## What is being asked
Filter the entries below, keeping every line that has the word "custom".

== Exercise input

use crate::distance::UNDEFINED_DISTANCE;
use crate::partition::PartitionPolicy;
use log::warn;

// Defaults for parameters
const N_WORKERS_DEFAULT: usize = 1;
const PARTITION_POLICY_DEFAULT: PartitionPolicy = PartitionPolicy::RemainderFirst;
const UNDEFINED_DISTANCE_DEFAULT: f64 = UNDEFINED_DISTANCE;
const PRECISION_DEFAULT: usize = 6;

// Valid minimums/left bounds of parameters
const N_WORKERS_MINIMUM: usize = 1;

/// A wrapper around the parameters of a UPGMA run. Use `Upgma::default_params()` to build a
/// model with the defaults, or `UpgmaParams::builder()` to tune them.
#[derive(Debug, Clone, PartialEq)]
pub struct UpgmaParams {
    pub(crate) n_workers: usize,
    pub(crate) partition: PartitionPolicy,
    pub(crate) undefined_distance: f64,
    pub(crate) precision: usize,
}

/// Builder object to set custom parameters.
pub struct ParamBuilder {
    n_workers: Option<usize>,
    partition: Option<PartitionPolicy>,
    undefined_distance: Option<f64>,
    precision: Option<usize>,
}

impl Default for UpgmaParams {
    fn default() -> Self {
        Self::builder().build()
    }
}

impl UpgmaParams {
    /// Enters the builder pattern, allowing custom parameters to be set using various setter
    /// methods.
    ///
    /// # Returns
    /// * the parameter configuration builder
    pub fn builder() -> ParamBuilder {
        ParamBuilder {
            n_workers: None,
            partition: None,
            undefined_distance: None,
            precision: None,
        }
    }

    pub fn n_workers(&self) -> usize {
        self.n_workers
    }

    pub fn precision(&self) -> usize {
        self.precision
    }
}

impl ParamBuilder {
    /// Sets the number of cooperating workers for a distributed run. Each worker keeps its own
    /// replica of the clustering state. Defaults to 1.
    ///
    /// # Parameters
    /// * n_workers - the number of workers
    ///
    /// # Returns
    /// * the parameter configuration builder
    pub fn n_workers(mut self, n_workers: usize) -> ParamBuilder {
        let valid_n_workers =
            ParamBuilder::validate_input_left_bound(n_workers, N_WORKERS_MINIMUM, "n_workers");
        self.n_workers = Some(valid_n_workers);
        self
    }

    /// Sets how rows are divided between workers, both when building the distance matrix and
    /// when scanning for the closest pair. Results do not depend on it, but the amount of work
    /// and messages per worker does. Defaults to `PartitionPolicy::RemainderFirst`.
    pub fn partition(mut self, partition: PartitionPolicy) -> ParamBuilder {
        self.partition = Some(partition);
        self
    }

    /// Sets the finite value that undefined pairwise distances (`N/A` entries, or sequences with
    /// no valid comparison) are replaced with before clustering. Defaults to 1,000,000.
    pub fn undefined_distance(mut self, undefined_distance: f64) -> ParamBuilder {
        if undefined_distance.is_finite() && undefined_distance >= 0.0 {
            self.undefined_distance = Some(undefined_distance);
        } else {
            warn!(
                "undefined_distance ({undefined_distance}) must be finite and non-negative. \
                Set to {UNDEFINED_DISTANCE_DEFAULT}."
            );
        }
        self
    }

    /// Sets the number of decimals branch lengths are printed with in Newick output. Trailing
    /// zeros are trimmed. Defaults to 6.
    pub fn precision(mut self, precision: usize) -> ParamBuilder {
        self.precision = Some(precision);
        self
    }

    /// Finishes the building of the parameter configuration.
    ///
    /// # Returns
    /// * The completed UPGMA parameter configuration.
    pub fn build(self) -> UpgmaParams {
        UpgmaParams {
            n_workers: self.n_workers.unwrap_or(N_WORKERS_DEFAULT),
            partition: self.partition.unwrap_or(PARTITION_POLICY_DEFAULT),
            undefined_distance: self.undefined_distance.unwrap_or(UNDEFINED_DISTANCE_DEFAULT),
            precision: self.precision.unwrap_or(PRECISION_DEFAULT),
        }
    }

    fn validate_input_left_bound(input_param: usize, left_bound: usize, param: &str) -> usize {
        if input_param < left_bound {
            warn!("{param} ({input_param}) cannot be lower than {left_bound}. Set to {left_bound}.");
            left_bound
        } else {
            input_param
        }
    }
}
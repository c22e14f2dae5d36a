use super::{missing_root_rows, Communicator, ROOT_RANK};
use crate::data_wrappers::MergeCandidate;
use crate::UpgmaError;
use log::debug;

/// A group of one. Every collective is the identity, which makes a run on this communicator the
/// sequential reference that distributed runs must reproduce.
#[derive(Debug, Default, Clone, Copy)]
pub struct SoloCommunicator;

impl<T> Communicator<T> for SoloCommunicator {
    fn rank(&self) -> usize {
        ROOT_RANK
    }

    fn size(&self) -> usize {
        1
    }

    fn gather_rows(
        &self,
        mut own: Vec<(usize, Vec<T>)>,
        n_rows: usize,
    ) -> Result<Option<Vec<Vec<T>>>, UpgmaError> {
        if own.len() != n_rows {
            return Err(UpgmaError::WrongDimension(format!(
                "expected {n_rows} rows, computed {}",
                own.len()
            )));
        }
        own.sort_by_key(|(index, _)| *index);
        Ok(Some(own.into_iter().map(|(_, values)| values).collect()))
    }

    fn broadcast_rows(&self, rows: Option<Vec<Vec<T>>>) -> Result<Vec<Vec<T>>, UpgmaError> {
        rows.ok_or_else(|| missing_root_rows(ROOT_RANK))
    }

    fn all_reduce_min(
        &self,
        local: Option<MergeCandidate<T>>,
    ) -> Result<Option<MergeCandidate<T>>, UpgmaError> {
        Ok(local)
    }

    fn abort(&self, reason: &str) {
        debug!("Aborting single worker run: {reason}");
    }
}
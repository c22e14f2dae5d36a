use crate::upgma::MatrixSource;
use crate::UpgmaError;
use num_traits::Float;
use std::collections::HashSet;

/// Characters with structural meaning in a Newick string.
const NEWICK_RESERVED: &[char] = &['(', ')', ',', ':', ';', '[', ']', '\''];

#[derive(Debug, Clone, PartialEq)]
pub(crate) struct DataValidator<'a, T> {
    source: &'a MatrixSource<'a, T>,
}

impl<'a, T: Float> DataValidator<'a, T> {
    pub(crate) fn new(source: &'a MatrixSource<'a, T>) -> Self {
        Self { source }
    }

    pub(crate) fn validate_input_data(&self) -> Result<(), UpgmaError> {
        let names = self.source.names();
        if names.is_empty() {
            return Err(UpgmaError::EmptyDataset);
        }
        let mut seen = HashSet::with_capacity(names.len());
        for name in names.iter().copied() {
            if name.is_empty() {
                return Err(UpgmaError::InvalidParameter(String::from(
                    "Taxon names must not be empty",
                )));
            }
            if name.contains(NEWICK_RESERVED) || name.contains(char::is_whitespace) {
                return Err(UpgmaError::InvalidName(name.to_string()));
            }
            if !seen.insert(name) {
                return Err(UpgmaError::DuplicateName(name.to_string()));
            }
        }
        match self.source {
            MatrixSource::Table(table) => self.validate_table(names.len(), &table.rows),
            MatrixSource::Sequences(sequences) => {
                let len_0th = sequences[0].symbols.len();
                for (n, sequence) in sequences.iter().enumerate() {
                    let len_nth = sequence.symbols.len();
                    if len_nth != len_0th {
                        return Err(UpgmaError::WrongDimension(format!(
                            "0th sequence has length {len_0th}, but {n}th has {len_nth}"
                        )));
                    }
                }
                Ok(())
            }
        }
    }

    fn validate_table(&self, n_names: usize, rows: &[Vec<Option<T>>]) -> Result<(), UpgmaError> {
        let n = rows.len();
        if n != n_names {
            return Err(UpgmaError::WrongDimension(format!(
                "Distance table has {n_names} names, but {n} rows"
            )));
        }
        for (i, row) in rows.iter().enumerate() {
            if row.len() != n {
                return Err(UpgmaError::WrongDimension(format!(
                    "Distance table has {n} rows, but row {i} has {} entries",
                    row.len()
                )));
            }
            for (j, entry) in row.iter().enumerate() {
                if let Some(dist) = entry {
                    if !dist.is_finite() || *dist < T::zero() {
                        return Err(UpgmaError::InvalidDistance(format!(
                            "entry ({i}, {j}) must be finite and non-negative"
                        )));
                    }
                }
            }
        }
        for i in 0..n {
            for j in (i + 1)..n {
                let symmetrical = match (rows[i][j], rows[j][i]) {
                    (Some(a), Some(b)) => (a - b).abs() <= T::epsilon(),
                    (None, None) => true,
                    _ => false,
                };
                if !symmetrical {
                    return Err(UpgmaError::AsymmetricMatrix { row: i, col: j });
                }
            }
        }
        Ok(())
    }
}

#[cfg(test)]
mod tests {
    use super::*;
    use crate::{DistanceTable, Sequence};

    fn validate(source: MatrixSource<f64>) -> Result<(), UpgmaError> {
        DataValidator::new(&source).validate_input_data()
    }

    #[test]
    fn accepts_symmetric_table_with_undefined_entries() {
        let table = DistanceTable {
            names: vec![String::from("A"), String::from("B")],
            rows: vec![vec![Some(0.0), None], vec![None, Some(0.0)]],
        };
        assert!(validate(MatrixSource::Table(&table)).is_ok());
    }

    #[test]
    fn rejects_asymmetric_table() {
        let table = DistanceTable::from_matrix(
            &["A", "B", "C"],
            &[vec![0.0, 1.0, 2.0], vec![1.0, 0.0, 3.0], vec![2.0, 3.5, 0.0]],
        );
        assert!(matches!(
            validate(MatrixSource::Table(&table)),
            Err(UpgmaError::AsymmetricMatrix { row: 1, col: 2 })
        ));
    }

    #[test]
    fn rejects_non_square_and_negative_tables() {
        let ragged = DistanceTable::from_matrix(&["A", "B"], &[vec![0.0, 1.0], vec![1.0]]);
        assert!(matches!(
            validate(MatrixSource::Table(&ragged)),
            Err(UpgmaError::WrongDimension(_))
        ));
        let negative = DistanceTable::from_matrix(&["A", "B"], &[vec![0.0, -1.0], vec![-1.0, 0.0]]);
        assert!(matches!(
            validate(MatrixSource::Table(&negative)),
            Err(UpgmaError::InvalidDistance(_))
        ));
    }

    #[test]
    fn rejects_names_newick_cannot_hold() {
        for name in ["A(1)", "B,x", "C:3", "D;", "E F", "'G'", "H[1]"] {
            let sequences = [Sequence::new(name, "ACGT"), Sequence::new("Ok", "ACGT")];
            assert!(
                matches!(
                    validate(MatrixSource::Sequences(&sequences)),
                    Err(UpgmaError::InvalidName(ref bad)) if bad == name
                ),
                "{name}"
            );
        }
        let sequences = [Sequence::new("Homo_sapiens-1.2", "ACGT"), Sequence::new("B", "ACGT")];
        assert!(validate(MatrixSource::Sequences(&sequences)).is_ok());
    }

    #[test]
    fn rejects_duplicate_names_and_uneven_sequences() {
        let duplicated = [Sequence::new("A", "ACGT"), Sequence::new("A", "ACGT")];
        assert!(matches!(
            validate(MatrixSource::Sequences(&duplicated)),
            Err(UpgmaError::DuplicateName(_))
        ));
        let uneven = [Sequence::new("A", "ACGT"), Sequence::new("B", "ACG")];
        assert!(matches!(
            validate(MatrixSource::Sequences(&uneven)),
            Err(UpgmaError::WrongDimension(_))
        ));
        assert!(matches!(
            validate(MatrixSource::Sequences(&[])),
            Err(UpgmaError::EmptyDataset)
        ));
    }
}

====

## Response box
/// Builder object to set custom parameters.
    /// Enters the builder pattern, allowing custom parameters to be set using various setter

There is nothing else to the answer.